| Dataset excerpts |
* * *
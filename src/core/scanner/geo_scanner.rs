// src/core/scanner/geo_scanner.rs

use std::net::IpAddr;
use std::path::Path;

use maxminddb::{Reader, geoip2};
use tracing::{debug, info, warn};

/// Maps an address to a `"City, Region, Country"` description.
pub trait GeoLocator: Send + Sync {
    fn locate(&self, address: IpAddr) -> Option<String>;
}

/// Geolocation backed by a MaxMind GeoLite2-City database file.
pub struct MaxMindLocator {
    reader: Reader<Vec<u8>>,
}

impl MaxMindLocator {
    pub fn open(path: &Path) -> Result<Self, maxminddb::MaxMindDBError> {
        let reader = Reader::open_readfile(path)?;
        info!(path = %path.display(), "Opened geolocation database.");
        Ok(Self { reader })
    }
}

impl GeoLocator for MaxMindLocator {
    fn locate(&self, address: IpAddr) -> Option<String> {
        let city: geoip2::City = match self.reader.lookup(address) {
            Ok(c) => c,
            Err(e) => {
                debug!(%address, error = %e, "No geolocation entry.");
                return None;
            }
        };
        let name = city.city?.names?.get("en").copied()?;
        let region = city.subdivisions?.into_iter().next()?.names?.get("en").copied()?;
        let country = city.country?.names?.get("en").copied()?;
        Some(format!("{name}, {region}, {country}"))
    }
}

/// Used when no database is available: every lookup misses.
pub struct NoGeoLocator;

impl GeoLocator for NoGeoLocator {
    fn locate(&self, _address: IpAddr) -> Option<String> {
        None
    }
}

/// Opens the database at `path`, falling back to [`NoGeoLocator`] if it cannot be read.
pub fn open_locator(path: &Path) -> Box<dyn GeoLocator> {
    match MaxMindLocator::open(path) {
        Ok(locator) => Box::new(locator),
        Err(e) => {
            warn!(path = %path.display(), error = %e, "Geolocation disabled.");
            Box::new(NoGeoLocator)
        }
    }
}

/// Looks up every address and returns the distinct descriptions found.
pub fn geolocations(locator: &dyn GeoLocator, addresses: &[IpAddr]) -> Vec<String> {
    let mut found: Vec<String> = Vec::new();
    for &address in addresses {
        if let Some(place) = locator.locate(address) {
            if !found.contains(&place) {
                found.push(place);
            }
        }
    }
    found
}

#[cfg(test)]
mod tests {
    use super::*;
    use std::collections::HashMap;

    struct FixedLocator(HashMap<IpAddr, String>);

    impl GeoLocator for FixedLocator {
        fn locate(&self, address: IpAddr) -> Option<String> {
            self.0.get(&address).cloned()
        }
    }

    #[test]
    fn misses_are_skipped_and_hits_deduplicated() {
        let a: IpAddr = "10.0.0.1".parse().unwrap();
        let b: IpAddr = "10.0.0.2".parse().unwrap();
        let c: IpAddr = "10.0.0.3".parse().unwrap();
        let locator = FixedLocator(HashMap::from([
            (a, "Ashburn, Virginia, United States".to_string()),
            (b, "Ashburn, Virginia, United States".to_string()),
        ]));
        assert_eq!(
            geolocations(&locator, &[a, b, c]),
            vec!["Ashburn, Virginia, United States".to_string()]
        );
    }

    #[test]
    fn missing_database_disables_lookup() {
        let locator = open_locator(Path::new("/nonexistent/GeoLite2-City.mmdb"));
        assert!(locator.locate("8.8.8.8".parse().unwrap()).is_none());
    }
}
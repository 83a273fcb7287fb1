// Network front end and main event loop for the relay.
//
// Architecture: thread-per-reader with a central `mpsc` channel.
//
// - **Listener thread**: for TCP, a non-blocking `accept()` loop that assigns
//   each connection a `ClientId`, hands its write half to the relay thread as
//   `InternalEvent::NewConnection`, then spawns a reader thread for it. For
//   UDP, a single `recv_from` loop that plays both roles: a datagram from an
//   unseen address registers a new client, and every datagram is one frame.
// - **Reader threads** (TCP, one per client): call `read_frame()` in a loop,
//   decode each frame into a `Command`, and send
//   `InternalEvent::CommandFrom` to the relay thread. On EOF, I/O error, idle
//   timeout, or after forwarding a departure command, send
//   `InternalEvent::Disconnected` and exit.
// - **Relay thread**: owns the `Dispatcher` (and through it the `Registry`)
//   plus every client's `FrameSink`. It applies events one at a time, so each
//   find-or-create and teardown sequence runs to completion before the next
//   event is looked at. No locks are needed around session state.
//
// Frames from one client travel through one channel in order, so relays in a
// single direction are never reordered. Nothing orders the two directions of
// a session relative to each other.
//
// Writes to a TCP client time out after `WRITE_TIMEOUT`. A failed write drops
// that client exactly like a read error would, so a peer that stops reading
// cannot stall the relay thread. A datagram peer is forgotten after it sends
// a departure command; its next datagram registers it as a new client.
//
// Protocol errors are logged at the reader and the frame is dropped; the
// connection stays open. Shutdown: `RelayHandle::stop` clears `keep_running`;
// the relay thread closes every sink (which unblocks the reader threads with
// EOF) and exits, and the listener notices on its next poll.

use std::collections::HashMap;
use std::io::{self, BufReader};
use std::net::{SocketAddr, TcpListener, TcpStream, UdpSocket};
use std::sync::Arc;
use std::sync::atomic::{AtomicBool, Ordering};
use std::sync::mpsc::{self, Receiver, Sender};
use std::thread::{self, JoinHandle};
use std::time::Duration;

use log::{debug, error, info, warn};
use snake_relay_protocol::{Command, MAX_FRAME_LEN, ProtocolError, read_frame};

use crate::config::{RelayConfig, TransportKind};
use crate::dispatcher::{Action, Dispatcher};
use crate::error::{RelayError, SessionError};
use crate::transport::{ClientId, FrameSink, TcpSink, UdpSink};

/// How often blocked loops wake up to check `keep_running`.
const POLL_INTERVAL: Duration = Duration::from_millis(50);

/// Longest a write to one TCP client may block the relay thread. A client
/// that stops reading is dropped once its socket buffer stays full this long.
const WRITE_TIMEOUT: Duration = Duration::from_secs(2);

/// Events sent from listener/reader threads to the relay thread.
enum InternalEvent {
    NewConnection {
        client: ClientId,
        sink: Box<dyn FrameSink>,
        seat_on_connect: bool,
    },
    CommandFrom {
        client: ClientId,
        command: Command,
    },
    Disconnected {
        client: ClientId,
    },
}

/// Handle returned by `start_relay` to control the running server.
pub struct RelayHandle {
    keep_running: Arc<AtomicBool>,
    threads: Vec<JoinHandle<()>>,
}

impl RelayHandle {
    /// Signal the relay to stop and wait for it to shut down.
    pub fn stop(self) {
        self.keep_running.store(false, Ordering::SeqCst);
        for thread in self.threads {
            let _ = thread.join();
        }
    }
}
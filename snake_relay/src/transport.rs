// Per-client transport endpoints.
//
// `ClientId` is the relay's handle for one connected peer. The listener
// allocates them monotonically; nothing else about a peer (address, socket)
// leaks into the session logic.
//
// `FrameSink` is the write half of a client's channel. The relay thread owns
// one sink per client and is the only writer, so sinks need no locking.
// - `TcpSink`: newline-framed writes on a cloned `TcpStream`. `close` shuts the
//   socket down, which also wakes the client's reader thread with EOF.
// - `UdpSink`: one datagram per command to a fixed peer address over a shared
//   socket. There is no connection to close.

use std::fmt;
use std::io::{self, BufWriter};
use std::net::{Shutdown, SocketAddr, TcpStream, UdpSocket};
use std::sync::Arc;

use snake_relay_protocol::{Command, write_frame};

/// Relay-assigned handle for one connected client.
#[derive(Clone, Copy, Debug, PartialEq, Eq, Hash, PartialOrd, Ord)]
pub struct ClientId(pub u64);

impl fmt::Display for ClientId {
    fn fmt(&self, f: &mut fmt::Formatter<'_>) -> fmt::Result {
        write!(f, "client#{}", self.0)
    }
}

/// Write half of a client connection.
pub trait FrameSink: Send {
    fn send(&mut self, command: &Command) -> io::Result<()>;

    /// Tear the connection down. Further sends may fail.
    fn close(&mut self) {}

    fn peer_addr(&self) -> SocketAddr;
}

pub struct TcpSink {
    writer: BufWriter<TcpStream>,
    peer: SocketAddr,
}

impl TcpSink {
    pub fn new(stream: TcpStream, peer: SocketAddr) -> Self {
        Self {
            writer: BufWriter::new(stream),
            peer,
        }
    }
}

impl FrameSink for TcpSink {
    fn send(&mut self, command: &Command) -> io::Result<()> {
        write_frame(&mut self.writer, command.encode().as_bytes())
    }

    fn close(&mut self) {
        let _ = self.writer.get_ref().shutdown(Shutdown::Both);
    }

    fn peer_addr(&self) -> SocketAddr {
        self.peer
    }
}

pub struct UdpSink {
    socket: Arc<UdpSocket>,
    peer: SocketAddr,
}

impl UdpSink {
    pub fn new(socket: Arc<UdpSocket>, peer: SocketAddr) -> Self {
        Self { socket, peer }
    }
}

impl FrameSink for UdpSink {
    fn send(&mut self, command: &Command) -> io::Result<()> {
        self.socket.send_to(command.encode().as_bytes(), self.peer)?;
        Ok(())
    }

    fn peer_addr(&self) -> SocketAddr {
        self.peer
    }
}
* * *
| WORK REQUEST |
Set the lines down exactly, from the first line of the records to the line where "every lookup misses." appears, with both ends kept.

| THE ANSWER |
filename src/core/scanner/geo_scanner.rs
// src/core/scanner/geo_scanner.rs

use std::net::IpAddr;
use std::path::Path;

use maxminddb::{Reader, geoip2};
use tracing::{debug, info, warn};

/// Maps an address to a `"City, Region, Country"` description.
pub trait GeoLocator: Send + Sync {
    fn locate(&self, address: IpAddr) -> Option<String>;
}

/// Geolocation backed by a MaxMind GeoLite2-City database file.
pub struct MaxMindLocator {
    reader: Reader<Vec<u8>>,
}

impl MaxMindLocator {
    pub fn open(path: &Path) -> Result<Self, maxminddb::MaxMindDBError> {
        let reader = Reader::open_readfile(path)?;
        info!(path = %path.display(), "Opened geolocation database.");
        Ok(Self { reader })
    }
}

impl GeoLocator for MaxMindLocator {
    fn locate(&self, address: IpAddr) -> Option<String> {
        let city: geoip2::City = match self.reader.lookup(address) {
            Ok(c) => c,
            Err(e) => {
                debug!(%address, error = %e, "No geolocation entry.");
                return None;
            }
        };
        let name = city.city?.names?.get("en").copied()?;
        let region = city.subdivisions?.into_iter().next()?.names?.get("en").copied()?;
        let country = city.country?.names?.get("en").copied()?;
        Some(format!("{name}, {region}, {country}"))
    }
}

/// Used when no database is available: every lookup misses.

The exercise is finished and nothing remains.